Research of EK certificate chain sizes

This document combines results gathered from this issue. It was created to set expectations about size of data that has to be sent to and parsed by Fobnail Token.

SLB 9665TT2.0 TPM

Used on PC Engines apu platforms:

Certificate 0 size: 1177 bytes
Certificate 1 size: 1463 bytes
Certificate 2 size: 1455 bytes
Certificate is self-signed, assuming it is root

Chain length: 3
Total chain size: 4095 bytes
Size of the biggest certificate: 1463 bytes

SLB 9670 - Raspberry Pi

Two different specimens had slightly different chains:

Certificate 0 size: 1422 bytes
Certificate 1 size: 1705 bytes
Certificate 2 size: 1455 bytes
Certificate is self-signed, assuming it is root

Chain length: 3
Total chain size: 4582 bytes
Size of the biggest certificate: 1705 bytes

Certificate 0 size: 1171 bytes
Certificate 1 size: 1449 bytes
Certificate 2 size: 1455 bytes
Certificate is self-signed, assuming it is root

Chain length: 3
Total chain size: 4075 bytes
Size of the biggest certificate: 1455 bytes

SLB 9670 - other platforms

Found on multiple different platforms:

  • NovaCustom NV4x
  • NovaCustom NS5x/7x
  • Protectli VP4630/50/70

All tested samples had identical sizes, but it is possible that other chains exist, given that the same TPM model on Raspberry Pi had two different chains.

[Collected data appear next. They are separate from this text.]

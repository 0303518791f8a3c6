use std::collections::{BTreeMap, HashMap};

use serde::Serialize;

/// Judged relevance levels for one query. Negative levels mark documents
/// that were pooled but never assessed.
#[derive(Debug, Clone, Default, PartialEq)]
pub struct QueryJudgments {
    pub query_id: String,
    pub levels: HashMap<String, i32>,
}

impl QueryJudgments {
    pub fn new(query_id: impl Into<String>) -> Self {
        Self {
            query_id: query_id.into(),
            levels: HashMap::new(),
        }
    }

    pub fn with_levels<'a>(
        query_id: impl Into<String>,
        levels: impl IntoIterator<Item = (&'a str, i32)>,
    ) -> Self {
        Self {
            query_id: query_id.into(),
            levels: levels
                .into_iter()
                .map(|(doc_id, level)| (doc_id.to_string(), level))
                .collect(),
        }
    }

    /// Level of a judged document; `None` for absent or unassessed ones.
    pub fn judged_level(&self, doc_id: &str) -> Option<u32> {
        self.levels
            .get(doc_id)
            .and_then(|level| u32::try_from(*level).ok())
    }
}

/// Retrieved documents for one query, best first.
#[derive(Debug, Clone, Default, PartialEq)]
pub struct RankedResults {
    pub query_id: String,
    pub doc_ids: Vec<String>,
}

impl RankedResults {
    pub fn new<'a>(query_id: impl Into<String>, doc_ids: impl IntoIterator<Item = &'a str>) -> Self {
        Self {
            query_id: query_id.into(),
            doc_ids: doc_ids.into_iter().map(str::to_string).collect(),
        }
    }
}

#[derive(Debug, Clone, Default)]
pub struct JudgmentSet {
    pub queries: BTreeMap<String, QueryJudgments>,
    pub judgment_count: usize,
}

#[derive(Debug, Clone, Default)]
pub struct RunSet {
    pub run_id: Option<String>,
    pub queries: BTreeMap<String, RankedResults>,
    pub line_count: usize,
}

#[derive(Debug, Clone, Serialize)]
pub struct ReportInput {
    pub path: String,
    pub sha256: String,
}

#[derive(Debug, Clone, Serialize)]
pub struct ReportParameters {
    pub relevance_level: u32,
    pub unjudged_policy: String,
    pub complete: bool,
    pub max_docs_per_query: Option<usize>,
}

#[derive(Debug, Clone, Serialize)]
pub struct ReportMeasure {
    pub name: String,
    pub params: Vec<i64>,
    pub slots: Vec<String>,
}

#[derive(Debug, Clone, Serialize)]
pub struct ReportQueryRow {
    pub query_id: String,
    pub values: BTreeMap<String, Option<f64>>,
    pub failures: Vec<String>,
}

#[derive(Debug, Clone, Serialize)]
pub struct ReportFinalRow {
    pub name: String,
    pub value: f64,
    pub num_queries: usize,
}

#[derive(Debug, Clone, Serialize)]
pub struct EvaluationReport {
    pub manifest_version: u32,
    pub generated_at: String,
    pub run_id: Option<String>,
    pub qrels: ReportInput,
    pub run: ReportInput,
    pub parameters: ReportParameters,
    pub measures: Vec<ReportMeasure>,
    pub per_query: Vec<ReportQueryRow>,
    pub finals: Vec<ReportFinalRow>,
}
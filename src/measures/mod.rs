//! Measure computation framework: merges rankings with graded judgments and
//! runs every registered scoring formula through one uniform contract.

mod contract;
mod err;
mod error;
mod evaluator;
mod gain;
mod qm;
mod registry;
mod res_rels;

pub use self::contract::{
    Accumulator, EvalParams, Measure, MeasureParams, MeasureSlots, QueryEval, UnjudgedPolicy,
};
pub use self::err::ErrRelLvl;
pub use self::error::EvalError;
pub use self::evaluator::{Evaluator, FinalValue, QueryOutcome};
pub use self::gain::{err_gain, q_gain};
pub use self::qm::QmRelLvlCut;
pub use self::registry::{MEASURES, MeasureSelection, find_measure, parse_selection};
pub use self::res_rels::{MAX_RELEVANCE_LEVEL, MergedRelevanceList};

Certificate 0 size: 1171 bytes
Certificate 1 size: 1449 bytes
Certificate 2 size: 1455 bytes
Certificate is self-signed, assuming it is root

Chain length: 3
Total chain size: 4075 bytes
Size of the biggest certificate: 1455 bytes

Unknown TPM

Reported by 0xDen

Certificate 0 size: 1184 bytes
Certificate 1 size: 1463 bytes
Certificate 2 size: 1455 bytes
Certificate is self-signed, assuming it is root

Chain length: 3
Total chain size: 4102 bytes
Size of the biggest certificate: 1463 bytes

fTPM found in AMD processors

These TPMs don't have EK certificates.

Summary

All encountered EK certificate chains have the same length - 3 certificates including EK and root. Total size of chain oscillates around 4KB. Certificate sizes are similar across all collected data, with EK being slightly smaller than root and intermediate certificates. Biggest certificate in chain usually has around 1460 bytes, but there was one TPM with significantly larger maximal size of certificate - 1705 bytes.